• _Exercise details_:
Below are some records; return each one exactly as written.
★ ★ ★ ★ ★ ★ ★
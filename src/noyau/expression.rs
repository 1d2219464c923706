// src/noyau/expression.rs
//
// Façade : un arbre + ses tables + ses réglages + le texte source.
//
// Cloner une expression copie l’arbre et les tables ; les cellules de variables
// restent partagées (les itérateurs de fonctionnelles, eux, sont neufs).

use std::fmt;
use std::sync::Arc;

use super::arbre::{NodeId, Tree};
use super::compile::{compile, Compiled};
use super::config::Config;
use super::erreur::{Error, Result};
use super::format::{dump, print};
use super::interprete::interpret;
use super::noeud::NodeKind;
use super::parseur::Parser;
use super::simplifie::fold_constants;
use super::symboles::{Constants, Functionals, Functions, SymbolTables, Variables};
use super::variable::Variable;

use tracing::warn;

pub struct Expression {
    tree: Tree,
    tables: SymbolTables,
    config: Config,
    source: String,
}

impl Expression {
    /// Parsing avec les tables standard et les réglages par défaut.
    pub fn parse(source: &str) -> Result<Self> {
        Parser::new().parse(source)
    }

    pub(crate) fn from_parts(tree: Tree, tables: SymbolTables, config: Config, source: String) -> Self {
        Self {
            tree,
            tables,
            config,
            source,
        }
    }

    /* ------------------------ Accès ------------------------ */

    pub fn source(&self) -> &str {
        &self.source
    }

    pub fn tree(&self) -> &Tree {
        &self.tree
    }

    /// Édition structurelle (remove, swap, graft…) ; l’appelant sérialise les écritures.
    pub fn tree_mut(&mut self) -> &mut Tree {
        &mut self.tree
    }

    pub fn root(&self) -> Option<NodeId> {
        self.tree.root()
    }

    pub fn tables(&self) -> &SymbolTables {
        &self.tables
    }

    pub fn tables_mut(&mut self) -> &mut SymbolTables {
        &mut self.tables
    }

    pub fn variables(&self) -> &Variables {
        &self.tables.variables
    }

    pub fn constants(&self) -> &Constants {
        &self.tables.constants
    }

    pub fn functions(&self) -> &Functions {
        &self.tables.functions
    }

    pub fn functionals(&self) -> &Functionals {
        &self.tables.functionals
    }

    pub fn config(&self) -> &Config {
        &self.config
    }

    pub fn config_mut(&mut self) -> &mut Config {
        &mut self.config
    }

    /// Variable (ou constante) par son nom.
    pub fn variable(&self, name: &str) -> Option<&Arc<Variable>> {
        self.tables.variables.get(name).or_else(|| self.tables.constants.get(name))
    }

    /// Écrit une variable mutable ; toutes ses occurrences voient la valeur.
    pub fn set(&self, name: &str, value: f64) -> Result<()> {
        match self.variable(name) {
            Some(v) => v.set(value),
            None => Err(Error::UnknownIdentifier {
                name: name.to_string(),
            }),
        }
    }

    /* ------------------------ Évaluation ------------------------ */

    /// Interprétation directe avec les valeurs courantes.
    pub fn compute(&self) -> f64 {
        interpret(&self.tree, &self.config)
    }

    /// Affecte les variables mutables dans l’ordre de la table, puis interprète.
    /// Valeurs en trop : ignorées ; manquantes : variables inchangées.
    pub fn compute_with(&self, values: &[f64]) -> f64 {
        for (v, x) in self.mutables().zip(values) {
            v.assign(*x);
        }
        self.compute()
    }

    /// Affecte par nom, puis interprète.
    pub fn compute_named(&self, bindings: &[(&str, f64)]) -> Result<f64> {
        for (name, value) in bindings {
            self.set(name, *value)?;
        }
        Ok(self.compute())
    }

    /// Exécutable réutilisable ; il lit les mêmes cellules que l’arbre.
    pub fn compile(&self) -> Compiled {
        compile(&self.tree, &self.config, self.tables.variables.iter().cloned().collect())
    }

    fn mutables(&self) -> impl Iterator<Item = &Arc<Variable>> {
        self.tables.variables.iter().filter(|v| v.is_mutable())
    }

    /* ------------------------ Transformations ------------------------ */

    /// Plie les sous-arbres constants ; retourne le nombre de noeuds remplacés.
    pub fn fold_constants(&mut self) -> Result<usize> {
        fold_constants(&mut self.tree, &self.config)
    }

    /// Extrait un noeud (ordre infixe des survivants préservé).
    pub fn remove(&mut self, id: NodeId) -> Result<NodeKind> {
        self.tree.remove(id)
    }

    pub fn swap(&mut self, a: NodeId, b: NodeId) -> Result<()> {
        self.tree.swap(a, b)
    }

    /// Vidage indenté de l’arbre.
    pub fn dump(&self) -> String {
        dump(&self.tree)
    }

    /// Copie faillible (arbre incohérent => erreur).
    pub fn try_clone(&self) -> Result<Self> {
        Ok(Self {
            tree: self.tree.duplicate()?,
            tables: self.tables.clone(),
            config: self.config.clone(),
            source: self.source.clone(),
        })
    }
}

impl Clone for Expression {
    fn clone(&self) -> Self {
        // arbre issu du parseur ou des opérations structurelles : toujours cohérent
        self.try_clone().unwrap_or_else(|err| {
            warn!(%err, source = %self.source, "clone : arbre incohérent, copie vide");
            Self {
                tree: Tree::new(),
                tables: self.tables.clone(),
                config: self.config.clone(),
                source: self.source.clone(),
            }
        })
    }
}

/// Texte re-parsable.
impl fmt::Display for Expression {
    fn fmt(&self, f: &mut fmt::Formatter<'_>) -> fmt::Result {
        f.write_str(&print(&self.tree))
    }
}

impl fmt::Debug for Expression {
    fn fmt(&self, f: &mut fmt::Formatter<'_>) -> fmt::Result {
        f.debug_struct("Expression")
            .field("source", &self.source)
            .field("printed", &print(&self.tree))
            .field("variables", &self.tables.variables)
            .finish()
    }
}

impl std::str::FromStr for Expression {
    type Err = Error;

    fn from_str(s: &str) -> Result<Self> {
        Self::parse(s)
    }
}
★ ★ ★ ★ ★ ★ ★
• _Solution to the problem_:
filename src/noyau/expression.rs
repository 1d2219464c923706
// src/noyau/expression.rs
//
// Façade : un arbre + ses tables + ses réglages + le texte source.
//
// Cloner une expression copie l’arbre et les tables ; les cellules de variables
// restent partagées (les itérateurs de fonctionnelles, eux, sont neufs).

use std::fmt;
use std::sync::Arc;

use super::arbre::{NodeId, Tree};
use super::compile::{compile, Compiled};
use super::config::Config;
use super::erreur::{Error, Result};
use super::format::{dump, print};
use super::interprete::interpret;
use super::noeud::NodeKind;
use super::parseur::Parser;
use super::simplifie::fold_constants;
use super::symboles::{Constants, Functionals, Functions, SymbolTables, Variables};
use super::variable::Variable;

use tracing::warn;

pub struct Expression {
    tree: Tree,
    tables: SymbolTables,
    config: Config,
    source: String,
}

impl Expression {
    /// Parsing avec les tables standard et les réglages par défaut.
    pub fn parse(source: &str) -> Result<Self> {
        Parser::new().parse(source)
    }

    pub(crate) fn from_parts(tree: Tree, tables: SymbolTables, config: Config, source: String) -> Self {
        Self {
            tree,
            tables,
            config,
            source,
        }
    }

    /* ------------------------ Accès ------------------------ */

    pub fn source(&self) -> &str {
        &self.source
    }

    pub fn tree(&self) -> &Tree {
        &self.tree
    }

    /// Édition structurelle (remove, swap, graft…) ; l’appelant sérialise les écritures.
    pub fn tree_mut(&mut self) -> &mut Tree {
        &mut self.tree
    }

    pub fn root(&self) -> Option<NodeId> {
        self.tree.root()
    }

    pub fn tables(&self) -> &SymbolTables {
        &self.tables
    }

    pub fn tables_mut(&mut self) -> &mut SymbolTables {
        &mut self.tables
    }

    pub fn variables(&self) -> &Variables {
        &self.tables.variables
    }

    pub fn constants(&self) -> &Constants {
        &self.tables.constants
    }

    pub fn functions(&self) -> &Functions {
        &self.tables.functions
    }

    pub fn functionals(&self) -> &Functionals {
        &self.tables.functionals
    }

    pub fn config(&self) -> &Config {
        &self.config
    }

    pub fn config_mut(&mut self) -> &mut Config {
        &mut self.config
    }

    /// Variable (ou constante) par son nom.
    pub fn variable(&self, name: &str) -> Option<&Arc<Variable>> {
        self.tables.variables.get(name).or_else(|| self.tables.constants.get(name))
    }

    /// Écrit une variable mutable ; toutes ses occurrences voient la valeur.
    pub fn set(&self, name: &str, value: f64) -> Result<()> {
        match self.variable(name) {
            Some(v) => v.set(value),
            None => Err(Error::UnknownIdentifier {
                name: name.to_string(),
            }),
        }
    }

    /* ------------------------ Évaluation ------------------------ */

    /// Interprétation directe avec les valeurs courantes.
    pub fn compute(&self) -> f64 {
        interpret(&self.tree, &self.config)
    }

    /// Affecte les variables mutables dans l’ordre de la table, puis interprète.
    /// Valeurs en trop : ignorées ; manquantes : variables inchangées.
    pub fn compute_with(&self, values: &[f64]) -> f64 {
        for (v, x) in self.mutables().zip(values) {
            v.assign(*x);
        }
        self.compute()
    }

    /// Affecte par nom, puis interprète.
    pub fn compute_named(&self, bindings: &[(&str, f64)]) -> Result<f64> {
        for (name, value) in bindings {
            self.set(name, *value)?;
        }
        Ok(self.compute())
    }

    /// Exécutable réutilisable ; il lit les mêmes cellules que l’arbre.
    pub fn compile(&self) -> Compiled {
        compile(&self.tree, &self.config, self.tables.variables.iter().cloned().collect())
    }

    fn mutables(&self) -> impl Iterator<Item = &Arc<Variable>> {
        self.tables.variables.iter().filter(|v| v.is_mutable())
    }

    /* ------------------------ Transformations ------------------------ */

    /// Plie les sous-arbres constants ; retourne le nombre de noeuds remplacés.
    pub fn fold_constants(&mut self) -> Result<usize> {
        fold_constants(&mut self.tree, &self.config)
    }

    /// Extrait un noeud (ordre infixe des survivants préservé).
    pub fn remove(&mut self, id: NodeId) -> Result<NodeKind> {
        self.tree.remove(id)
    }

    pub fn swap(&mut self, a: NodeId, b: NodeId) -> Result<()> {
        self.tree.swap(a, b)
    }

    /// Vidage indenté de l’arbre.
    pub fn dump(&self) -> String {
        dump(&self.tree)
    }

    /// Copie faillible (arbre incohérent => erreur).
    pub fn try_clone(&self) -> Result<Self> {
        Ok(Self {
            tree: self.tree.duplicate()?,
            tables: self.tables.clone(),
            config: self.config.clone(),
            source: self.source.clone(),
        })
    }
}

impl Clone for Expression {
    fn clone(&self) -> Self {
        // arbre issu du parseur ou des opérations structurelles : toujours cohérent
        self.try_clone().unwrap_or_else(|err| {
            warn!(%err, source = %self.source, "clone : arbre incohérent, copie vide");
            Self {
                tree: Tree::new(),
                tables: self.tables.clone(),
                config: self.config.clone(),
                source: self.source.clone(),
            }
        })
    }
}

/// Texte re-parsable.
impl fmt::Display for Expression {
    fn fmt(&self, f: &mut fmt::Formatter<'_>) -> fmt::Result {
        f.write_str(&print(&self.tree))
    }
}

impl fmt::Debug for Expression {
    fn fmt(&self, f: &mut fmt::Formatter<'_>) -> fmt::Result {
        f.debug_struct("Expression")
            .field("source", &self.source)
            .field("printed", &print(&self.tree))
            .field("variables", &self.tables.variables)
            .finish()
    }
}

impl std::str::FromStr for Expression {
    type Err = Error;

    fn from_str(s: &str) -> Result<Self> {
        Self::parse(s)
    }
}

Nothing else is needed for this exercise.